What the task asks — Copy out every line of the data exactly.

Source records —
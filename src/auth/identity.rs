//! Token resolution and roles.
//!
//! The gateway never issues or stores credentials; tokens are resolved to
//! identities by an external collaborator behind [`IdentityResolver`].
//! [`StaticTokenResolver`] is the config-backed implementation used in
//! tests and single-instance deployments.

use std::collections::HashMap;

use axum::http::Method;

use crate::config::schema::TokenEntry;

/// Fixed role set. Permissions are a static table, not data.
#[derive(Debug, Clone, Copy, PartialEq, Eq)]
pub enum Role {
    Viewer,
    Editor,
    Admin,
}

impl Role {
    pub fn as_str(self) -> &'static str {
        match self {
            Role::Viewer => "viewer",
            Role::Editor => "editor",
            Role::Admin => "admin",
        }
    }

    pub fn parse(s: &str) -> Option<Self> {
        match s {
            "viewer" => Some(Role::Viewer),
            "editor" => Some(Role::Editor),
            "admin" => Some(Role::Admin),
            _ => None,
        }
    }

    /// The permission table: viewer reads, editor reads and writes,
    /// admin additionally deletes.
    pub fn allows(self, method: &Method) -> bool {
        match self {
            Role::Viewer => *method == Method::GET,
            Role::Editor => [Method::GET, Method::POST, Method::PUT].contains(method),
            Role::Admin => [
                Method::GET,
                Method::POST,
                Method::PUT,
                Method::DELETE,
                Method::PATCH,
            ]
            .contains(method),
        }
    }
}

/// Resolved caller identity, attached to the request via extensions.
#[derive(Debug, Clone)]
pub struct Identity {
    pub principal: String,
    pub role: Role,
    pub namespace: String,
}

/// Collaborator seam: token → identity. Unresolvable tokens are
/// unauthenticated, not forbidden.
pub trait IdentityResolver: Send + Sync {
    fn resolve(&self, token: &str) -> Option<Identity>;
}

/// Config-backed resolver over a fixed token table.
pub struct StaticTokenResolver {
    tokens: HashMap<String, Identity>,
}

impl StaticTokenResolver {
    pub fn new(entries: &[TokenEntry]) -> Self {
        let tokens = entries
            .iter()
            .filter_map(|e| {
                let role = Role::parse(&e.role)?;
                Some((
                    e.token.clone(),
                    Identity {
                        principal: e.principal.clone(),
                        role,
                        namespace: e.namespace.clone(),
                    },
                ))
            })
            .collect();
        Self { tokens }
    }
}

impl IdentityResolver for StaticTokenResolver {
    fn resolve(&self, token: &str) -> Option<Identity> {
        self.tokens.get(token).cloned()
    }
}

/// Extract the bearer token from an `Authorization` header value.
/// Rejects a malformed scheme and an empty token.
pub fn bearer_token(header_value: &str) -> Option<&str> {
    let rest = header_value.strip_prefix("Bearer ")?;
    let token = rest.trim();
    if token.is_empty() {
        None
    } else {
        Some(token)
    }
}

Exercise output —
filename src/auth/identity.rs
//! Token resolution and roles.
//!
//! The gateway never issues or stores credentials; tokens are resolved to
//! identities by an external collaborator behind [`IdentityResolver`].
//! [`StaticTokenResolver`] is the config-backed implementation used in
//! tests and single-instance deployments.

use std::collections::HashMap;

use axum::http::Method;

use crate::config::schema::TokenEntry;

/// Fixed role set. Permissions are a static table, not data.
#[derive(Debug, Clone, Copy, PartialEq, Eq)]
pub enum Role {
    Viewer,
    Editor,
    Admin,
}

impl Role {
    pub fn as_str(self) -> &'static str {
        match self {
            Role::Viewer => "viewer",
            Role::Editor => "editor",
            Role::Admin => "admin",
        }
    }

    pub fn parse(s: &str) -> Option<Self> {
        match s {
            "viewer" => Some(Role::Viewer),
            "editor" => Some(Role::Editor),
            "admin" => Some(Role::Admin),
            _ => None,
        }
    }

    /// The permission table: viewer reads, editor reads and writes,
    /// admin additionally deletes.
    pub fn allows(self, method: &Method) -> bool {
        match self {
            Role::Viewer => *method == Method::GET,
            Role::Editor => [Method::GET, Method::POST, Method::PUT].contains(method),
            Role::Admin => [
                Method::GET,
                Method::POST,
                Method::PUT,
                Method::DELETE,
                Method::PATCH,
            ]
            .contains(method),
        }
    }
}

/// Resolved caller identity, attached to the request via extensions.
#[derive(Debug, Clone)]
pub struct Identity {
    pub principal: String,
    pub role: Role,
    pub namespace: String,
}

/// Collaborator seam: token → identity. Unresolvable tokens are
/// unauthenticated, not forbidden.
pub trait IdentityResolver: Send + Sync {
    fn resolve(&self, token: &str) -> Option<Identity>;
}

/// Config-backed resolver over a fixed token table.
pub struct StaticTokenResolver {
    tokens: HashMap<String, Identity>,
}

impl StaticTokenResolver {
    pub fn new(entries: &[TokenEntry]) -> Self {
        let tokens = entries
            .iter()
            .filter_map(|e| {
                let role = Role::parse(&e.role)?;
                Some((
                    e.token.clone(),
                    Identity {
                        principal: e.principal.clone(),
                        role,
                        namespace: e.namespace.clone(),
                    },
                ))
            })
            .collect();
        Self { tokens }
    }
}

impl IdentityResolver for StaticTokenResolver {
    fn resolve(&self, token: &str) -> Option<Identity> {
        self.tokens.get(token).cloned()
    }
}

/// Extract the bearer token from an `Authorization` header value.
/// Rejects a malformed scheme and an empty token.
pub fn bearer_token(header_value: &str) -> Option<&str> {
    let rest = header_value.strip_prefix("Bearer ")?;
    let token = rest.trim();
    if token.is_empty() {
        None
    } else {
        Some(token)
    }
}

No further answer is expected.